Required work.
What is the number of lines in these entries that contain "accepts"? State it alone.
§
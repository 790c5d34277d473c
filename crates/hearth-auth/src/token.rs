use chrono::{DateTime, Duration, TimeZone, Utc};
use hmac::{Hmac, Mac};
use rand::RngCore;
use sha2::Sha256;

use crate::error::AuthError;
use crate::macaroon::constant_time_eq;

/// Fixed lifetime of a local access token, in seconds.
pub const ACCESS_TOKEN_TTL_SECONDS: i64 = 3600;

/// Fixed lifetime of a local access token.
pub fn access_token_ttl() -> Duration {
    Duration::seconds(ACCESS_TOKEN_TTL_SECONDS)
}

const HMAC_LEN: usize = 32;

type HmacSha256 = Hmac<Sha256>;

/// The authenticated caller a token stands for.
#[derive(Debug, Clone, PartialEq, Eq)]
pub struct UserInfo {
    pub scope: hearth_domain::Role,
    pub user_id: String,
}

/// Mints and verifies local access tokens keyed off the device's 32-byte
/// root secret.
///
/// Token layout: `HMAC(secret, "scope:user:time") || "scope:user:time"`,
/// base64-encoded at the Privet layer.
pub struct AuthManager {
    secret: Vec<u8>,
    certificate_fingerprint: Vec<u8>,
}

impl AuthManager {
    /// A secret of the wrong size is replaced with a freshly generated one;
    /// callers should persist [`AuthManager::secret`] when that happens.
    pub fn new(secret: Vec<u8>, certificate_fingerprint: Vec<u8>) -> AuthManager {
        let secret = if secret.len() == HMAC_LEN {
            secret
        } else {
            let mut fresh = vec![0u8; HMAC_LEN];
            rand::thread_rng().fill_bytes(&mut fresh);
            fresh
        };
        AuthManager {
            secret,
            certificate_fingerprint,
        }
    }

    pub fn secret(&self) -> &[u8] {
        &self.secret
    }

    pub fn certificate_fingerprint(&self) -> &[u8] {
        &self.certificate_fingerprint
    }

    pub fn set_certificate_fingerprint(&mut self, fingerprint: Vec<u8>) {
        self.certificate_fingerprint = fingerprint;
    }

    /// Returns `[hmac] scope:user:time` for the given user at `issued`.
    pub fn create_access_token(&self, user: &UserInfo, issued: DateTime<Utc>) -> Vec<u8> {
        let data = format!(
            "{}:{}:{}",
            user.scope.as_index(),
            user.user_id,
            issued.timestamp()
        );
        let mut token = hmac_sha256(&self.secret, data.as_bytes());
        token.extend_from_slice(data.as_bytes());
        token
    }

    /// Verify a raw token and split it back into the user and issue time.
    pub fn parse_access_token(&self, token: &[u8]) -> Result<(UserInfo, DateTime<Utc>), AuthError> {
        if token.len() <= HMAC_LEN {
            return Err(AuthError::InvalidToken);
        }
        let (mac, data) = token.split_at(HMAC_LEN);
        if !constant_time_eq(&hmac_sha256(&self.secret, data), mac) {
            return Err(AuthError::InvalidToken);
        }

        let data = std::str::from_utf8(data).map_err(|_| AuthError::InvalidToken)?;
        let mut parts = data.splitn(3, ':');
        let (Some(scope), Some(user_id), Some(timestamp)) =
            (parts.next(), parts.next(), parts.next())
        else {
            return Err(AuthError::InvalidToken);
        };

        let scope = scope
            .parse::<u8>()
            .ok()
            .and_then(hearth_domain::Role::from_index)
            .ok_or(AuthError::InvalidToken)?;
        let timestamp = timestamp.parse::<i64>().map_err(|_| AuthError::InvalidToken)?;
        let issued = Utc
            .timestamp_opt(timestamp, 0)
            .single()
            .ok_or(AuthError::InvalidToken)?;

        Ok((
            UserInfo {
                scope,
                user_id: user_id.to_string(),
            },
            issued,
        ))
    }
}

pub fn hmac_sha256(key: &[u8], data: &[u8]) -> Vec<u8> {
    // HMAC accepts keys of any length.
    let mut mac = HmacSha256::new_from_slice(key).expect("hmac accepts any key size");
    mac.update(data);
    mac.finalize().into_bytes().to_vec()
}

#[cfg(test)]
mod tests {
    use super::*;
    use hearth_domain::Role;

    fn manager() -> AuthManager {
        AuthManager::new(vec![5u8; 32], vec![0xfe; 32])
    }

    #[test]
    fn token_round_trips() {
        let manager = manager();
        let user = UserInfo {
            scope: Role::Owner,
            user_id: "2/7".to_string(),
        };
        let issued = Utc.timestamp_opt(1_700_000_000, 0).single().unwrap();
        let token = manager.create_access_token(&user, issued);

        let (parsed, parsed_issued) = manager.parse_access_token(&token).unwrap();
        assert_eq!(parsed, user);
        assert_eq!(parsed_issued, issued);
    }

    #[test]
    fn wrong_secret_is_rejected() {
        let user = UserInfo {
            scope: Role::User,
            user_id: "1".to_string(),
        };
        let token = manager().create_access_token(&user, Utc::now());
        let other = AuthManager::new(vec![6u8; 32], vec![]);
        assert!(matches!(
            other.parse_access_token(&token),
            Err(AuthError::InvalidToken)
        ));
    }

    #[test]
    fn tampered_token_is_rejected() {
        let user = UserInfo {
            scope: Role::User,
            user_id: "1".to_string(),
        };
        let mut token = manager().create_access_token(&user, Utc::now());
        let len = token.len();
        token[len - 1] ^= 0x01;
        assert!(manager().parse_access_token(&token).is_err());
    }

    #[test]
    fn short_tokens_are_rejected() {
        assert!(manager().parse_access_token(&[0u8; 32]).is_err());
        assert!(manager().parse_access_token(&[]).is_err());
    }

    #[test]
    fn undersized_secret_is_replaced() {
        let manager = AuthManager::new(vec![1, 2, 3], vec![]);
        assert_eq!(manager.secret().len(), 32);
        assert_ne!(manager.secret(), &[1, 2, 3]);
    }
}
use chrono::{DateTime, Duration, Utc};
use hearth_config::Config;
use hearth_domain::{Command, DeviceModel, ErrorInfo, ObserverList, Origin, Role, Subscription};
use hearth_provider::{HttpClient, HttpMethod, HttpResponse, Network};
use serde_json::{json, Map, Value};
use std::sync::{Arc, Mutex, Weak};
use std::time::Duration as StdDuration;
use tokio::sync::oneshot;
use tracing::{debug, info, warn};

use crate::backoff::{BackoffEntry, BackoffPolicy};
use crate::error::CloudError;
use crate::notification::{
    NotificationChannel, NotificationDelegate, PullChannel, PushChannel, ACTIVE_PULL_INTERVAL,
    BACKUP_PULL_INTERVAL,
};

const DEFAULT_XMPP_ENDPOINT: &str = "talk.google.com:5223";

/// Delay between start-up and the first cloud reconciliation, giving local
/// handlers time to seed their state.
const CONNECT_DELAY: StdDuration = StdDuration::from_secs(5);

/// Externally observable state of the cloud connection.
#[derive(Debug, Clone, Copy, PartialEq, Eq)]
pub enum GcdState {
    Unconfigured,
    Connecting,
    Connected,
    InvalidCredentials,
}

impl GcdState {
    pub fn as_str(&self) -> &'static str {
        match self {
            GcdState::Unconfigured => "unconfigured",
            GcdState::Connecting => "connecting",
            GcdState::Connected => "connected",
            GcdState::InvalidCredentials => "invalidCredentials",
        }
    }
}

impl std::fmt::Display for GcdState {
    fn fmt(&self, f: &mut std::fmt::Formatter<'_>) -> std::fmt::Result {
        f.write_str(self.as_str())
    }
}

/// Credentials delivered out-of-band to register the device. Empty fields
/// fall back to the current settings.
#[derive(Debug, Clone, Default)]
pub struct RegistrationData {
    pub ticket_id: String,
    pub oauth_url: String,
    pub client_id: String,
    pub client_secret: String,
    pub api_key: String,
    pub service_url: String,
    pub xmpp_endpoint: String,
}

impl RegistrationData {
    pub fn with_ticket(ticket_id: impl Into<String>) -> Self {
        RegistrationData {
            ticket_id: ticket_id.into(),
            ..Default::default()
        }
    }
}

struct EngineInner {
    gcd_state: GcdState,
    access_token: String,
    access_token_expiration: Option<DateTime<Utc>>,
    last_resource_timestamp: String,
    connected_to_cloud: bool,
    resource_update_in_flight: bool,
    resource_waiters: Vec<oneshot::Sender<Result<(), String>>>,
    fetch_in_flight: bool,
    fetch_queued: bool,
    state_publish_in_flight: bool,
    current_channel: &'static str,
    xmpp_endpoint: String,
    cloud_backoff: BackoffEntry,
    oauth_backoff: BackoffEntry,
}

/// The cloud registration & synchronization engine: OAuth2 token machine,
/// device-resource reconciliation, command fetch and state publication.
pub struct CloudEngine {
    weak_self: Weak<CloudEngine>,
    model: Arc<DeviceModel>,
    config: Arc<Config>,
    http: Arc<dyn HttpClient>,
    network: Option<Arc<dyn Network>>,
    runtime: tokio::runtime::Handle,
    inner: Mutex<EngineInner>,
    pull_channel: Mutex<Option<Arc<PullChannel>>>,
    push_channel: Mutex<Option<Arc<PushChannel>>>,
    on_state_changed: ObserverList<GcdState>,
    subscriptions: Mutex<Vec<Subscription>>,
}
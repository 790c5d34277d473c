use chrono::{DateTime, Utc};
use serde_json::{Map, Value};
use std::sync::atomic::{AtomicU64, Ordering};
use std::sync::{Arc, Mutex};
use tracing::{debug, info};

use crate::command::{parse_command, Command, Origin};
use crate::component::ComponentTree;
use crate::error::DomainError;
use crate::observer::{ObserverList, Subscription};
use crate::queue::{CommandHandle, CommandQueue};
use crate::role::Role;
use crate::schema::{validate_object, TraitRegistry};
use crate::state_log::{StateChange, StateChangeLog};

/// The device model: trait registry, component tree, command queue and
/// state-change log behind one façade. This is the object every other
/// subsystem talks to.
pub struct DeviceModel {
    registry: Mutex<TraitRegistry>,
    tree: Mutex<ComponentTree>,
    queue: CommandQueue,
    state_log: StateChangeLog,
    next_command_id: AtomicU64,
    on_trait_defs_changed: ObserverList<()>,
    on_tree_changed: ObserverList<()>,
    on_state_changed: ObserverList<()>,
}

impl Default for DeviceModel {
    fn default() -> Self {
        DeviceModel {
            registry: Mutex::new(TraitRegistry::new()),
            tree: Mutex::new(ComponentTree::new()),
            queue: CommandQueue::new(),
            state_log: StateChangeLog::new(),
            next_command_id: AtomicU64::new(0),
            on_trait_defs_changed: ObserverList::new(),
            on_tree_changed: ObserverList::new(),
            on_state_changed: ObserverList::new(),
        }
    }
}

impl DeviceModel {
    pub fn new() -> Arc<Self> {
        Arc::new(Self::default())
    }

    // ── Traits ────────────────────────────────────────────────────────────

    pub fn load_traits(&self, dict: &Value) -> Result<(), DomainError> {
        let modified = self
            .registry
            .lock()
            .unwrap_or_else(|e| e.into_inner())
            .load_traits(dict)?;
        if modified {
            self.on_trait_defs_changed.notify(&());
        }
        Ok(())
    }

    pub fn load_traits_json(&self, json: &str) -> Result<(), DomainError> {
        let value: Value =
            serde_json::from_str(json).map_err(|_| DomainError::ObjectExpected)?;
        self.load_traits(&value)
    }

    pub fn find_trait(&self, name: &str) -> Option<Value> {
        self.registry
            .lock()
            .unwrap_or_else(|e| e.into_inner())
            .find_trait(name)
            .cloned()
    }

    pub fn traits_json(&self) -> Value {
        self.registry.lock().unwrap_or_else(|e| e.into_inner()).to_json()
    }

    pub fn minimal_role(&self, command_name: &str) -> Result<Role, DomainError> {
        self.registry
            .lock()
            .unwrap_or_else(|e| e.into_inner())
            .minimal_role(command_name)
    }

    /// Invoked once on subscription, then after each trait-definition
    /// change.
    pub fn on_trait_defs_changed(
        &self,
        callback: impl Fn(&()) + Send + Sync + 'static,
    ) -> Subscription {
        callback(&());
        self.on_trait_defs_changed.add(callback)
    }

    // ── Components ────────────────────────────────────────────────────────

    pub fn add_component(
        &self,
        parent_path: &str,
        name: &str,
        traits: Vec<String>,
    ) -> Result<(), DomainError> {
        self.check_traits_known(&traits)?;
        self.tree
            .lock()
            .unwrap_or_else(|e| e.into_inner())
            .add_component(parent_path, name, traits)?;
        self.on_tree_changed.notify(&());
        Ok(())
    }

    pub fn add_component_array_item(
        &self,
        parent_path: &str,
        name: &str,
        traits: Vec<String>,
    ) -> Result<String, DomainError> {
        self.check_traits_known(&traits)?;
        let path = self
            .tree
            .lock()
            .unwrap_or_else(|e| e.into_inner())
            .add_component_array_item(parent_path, name, traits)?;
        self.on_tree_changed.notify(&());
        Ok(path)
    }

    pub fn component_json(&self, path: &str) -> Result<Value, DomainError> {
        Ok(self
            .tree
            .lock()
            .unwrap_or_else(|e| e.into_inner())
            .find(path)?
            .to_json())
    }

    pub fn components_json(&self) -> Value {
        self.tree.lock().unwrap_or_else(|e| e.into_inner()).to_json()
    }

    pub fn find_component_with_trait(&self, trait_name: &str) -> Option<String> {
        self.tree
            .lock()
            .unwrap_or_else(|e| e.into_inner())
            .find_with_trait(trait_name)
    }

    pub fn has_component(&self, path: &str) -> bool {
        self.tree
            .lock()
            .unwrap_or_else(|e| e.into_inner())
            .find(path)
            .is_ok()
    }

    pub fn on_tree_changed(
        &self,
        callback: impl Fn(&()) + Send + Sync + 'static,
    ) -> Subscription {
        callback(&());
        self.on_tree_changed.add(callback)
    }

    // ── Commands ──────────────────────────────────────────────────────────

    /// Parse, validate, route and enqueue a command from JSON. Returns the
    /// assigned id.
    pub fn add_command(
        &self,
        value: &Value,
        origin: Origin,
        role: Role,
    ) -> Result<String, DomainError> {
        let parsed = parse_command(value)?;

        let (minimal_role, parameters_schema, progress_schema, results_schema) = {
            let registry = self.registry.lock().unwrap_or_else(|e| e.into_inner());
            let def = registry
                .find_command(&parsed.name)
                .ok_or_else(|| DomainError::UnknownCommand(parsed.name.clone()))?;
            let section = |name: &str| -> Map<String, Value> {
                def.get(name)
                    .and_then(Value::as_object)
                    .cloned()
                    .unwrap_or_default()
            };
            (
                registry.minimal_role(&parsed.name)?,
                section("parameters"),
                section("progress"),
                section("results"),
            )
        };

        if role < minimal_role {
            return Err(DomainError::AccessDenied {
                actual: role.to_string(),
                required: minimal_role.to_string(),
            });
        }

        validate_object(&parsed.parameters, &parameters_schema)?;

        let trait_name = parsed
            .name
            .split_once('.')
            .map(|(t, _)| t.to_string())
            .unwrap_or_default();

        let component_path = if parsed.component.is_empty() {
            self.find_component_with_trait(&trait_name).ok_or_else(|| {
                DomainError::UnroutedCommand {
                    command: parsed.name.clone(),
                    trait_name: trait_name.clone(),
                }
            })?
        } else {
            parsed.component.clone()
        };

        {
            let tree = self.tree.lock().unwrap_or_else(|e| e.into_inner());
            let component = tree.find(&component_path)?;
            if !component.has_trait(&trait_name) {
                return Err(DomainError::TraitNotSupported {
                    path: component_path,
                    trait_name,
                });
            }
        }

        let id = match origin {
            // Local command ids are process-local and monotonic; any id in
            // the request is ignored.
            Origin::Local => (self.next_command_id.fetch_add(1, Ordering::SeqCst) + 1).to_string(),
            Origin::Cloud => parsed
                .id
                .clone()
                .ok_or_else(|| DomainError::InvalidValue {
                    name: "id".to_string(),
                    message: "cloud command without an id".to_string(),
                })?,
        };

        let command = Arc::new(Command::new(
            id.clone(),
            parsed.name,
            component_path,
            origin,
            parsed.parameters,
            progress_schema,
            results_schema,
        ));
        info!(id = %id, name = command.name(), component = command.component(), "command queued");
        self.queue.add(command)?;
        Ok(id)
    }

    pub fn find_command(&self, id: &str) -> Option<Arc<Command>> {
        self.queue.find(id)
    }

    pub fn commands(&self) -> Vec<Arc<Command>> {
        self.queue.commands()
    }

    pub fn add_command_handler(
        &self,
        component_path: &str,
        command_name: &str,
        handler: impl Fn(CommandHandle) + Send + Sync + 'static,
    ) -> Result<(), DomainError> {
        self.queue.add_handler(component_path, command_name, handler)
    }

    pub fn add_default_command_handler(
        &self,
        handler: impl Fn(CommandHandle) + Send + Sync + 'static,
    ) -> Result<(), DomainError> {
        self.queue.add_default_handler(handler)
    }

    pub fn on_command_added(
        &self,
        callback: impl Fn(&Arc<Command>) + Send + Sync + 'static,
    ) -> Subscription {
        self.queue.on_command_added(callback)
    }

    pub fn on_command_removed(
        &self,
        callback: impl Fn(&Arc<Command>) + Send + Sync + 'static,
    ) -> Subscription {
        self.queue.on_command_removed(callback)
    }

    /// Reap terminal commands whose removal grace period has elapsed.
    pub fn cleanup_commands(&self) {
        self.queue.cleanup();
    }

    // ── State ─────────────────────────────────────────────────────────────

    /// Deep-merge `patch` into the component's state, record the delta and
    /// bump the update id.
    pub fn set_state_properties(
        &self,
        component_path: &str,
        patch: &Map<String, Value>,
    ) -> Result<u64, DomainError> {
        self.set_state_properties_at(component_path, Utc::now(), patch)
    }

    pub fn set_state_properties_at(
        &self,
        component_path: &str,
        timestamp: DateTime<Utc>,
        patch: &Map<String, Value>,
    ) -> Result<u64, DomainError> {
        self.tree
            .lock()
            .unwrap_or_else(|e| e.into_inner())
            .merge_state(component_path, patch)?;
        let id = self.state_log.record(component_path, timestamp, patch.clone());
        debug!(component = component_path, update_id = id, "state updated");
        self.on_state_changed.notify(&());
        Ok(id)
    }

    /// Set a single `trait.property` value on a component.
    pub fn set_state_property(
        &self,
        component_path: &str,
        name: &str,
        value: Value,
    ) -> Result<u64, DomainError> {
        let (trait_name, prop) = name.split_once('.').ok_or_else(|| {
            DomainError::InvalidValue {
                name: name.to_string(),
                message: "expected 'trait.property'".to_string(),
            }
        })?;
        let mut patch = Map::new();
        let mut inner = Map::new();
        inner.insert(prop.to_string(), value);
        patch.insert(trait_name.to_string(), Value::Object(inner));
        self.set_state_properties(component_path, &patch)
    }

    pub fn get_state_property(
        &self,
        component_path: &str,
        name: &str,
    ) -> Result<Value, DomainError> {
        let (trait_name, prop) = name.split_once('.').ok_or_else(|| {
            DomainError::InvalidValue {
                name: name.to_string(),
                message: "expected 'trait.property'".to_string(),
            }
        })?;
        let tree = self.tree.lock().unwrap_or_else(|e| e.into_inner());
        let component = tree.find(component_path)?;
        component
            .state
            .get(trait_name)
            .and_then(|v| v.get(prop))
            .cloned()
            .ok_or_else(|| DomainError::InvalidValue {
                name: name.to_string(),
                message: format!("state property not found in component '{component_path}'"),
            })
    }

    /// State of every component, keyed by path. Used for the device
    /// resource and the local state endpoint.
    pub fn state_json(&self) -> Value {
        self.tree.lock().unwrap_or_else(|e| e.into_inner()).state_json()
    }

    pub fn on_state_changed(
        &self,
        callback: impl Fn(&()) + Send + Sync + 'static,
    ) -> Subscription {
        callback(&());
        self.on_state_changed.add(callback)
    }

    pub fn drain_state_changes(&self) -> (u64, Vec<StateChange>) {
        self.state_log.drain()
    }

    pub fn last_update_id(&self) -> u64 {
        self.state_log.last_update_id()
    }

    pub fn notify_state_updated_on_server(&self, update_id: u64) {
        self.state_log.notify_updated_on_server(update_id);
    }

    pub fn on_server_state_ack(
        &self,
        callback: impl Fn(&u64) + Send + Sync + 'static,
    ) -> Subscription {
        self.state_log.on_server_ack(callback)
    }

    fn check_traits_known(&self, traits: &[String]) -> Result<(), DomainError> {
        let registry = self.registry.lock().unwrap_or_else(|e| e.into_inner());
        for name in traits {
            if registry.find_trait(name).is_none() {
                return Err(DomainError::UnknownTrait(name.clone()));
            }
        }
        Ok(())
    }
}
§
Answer for the task.
2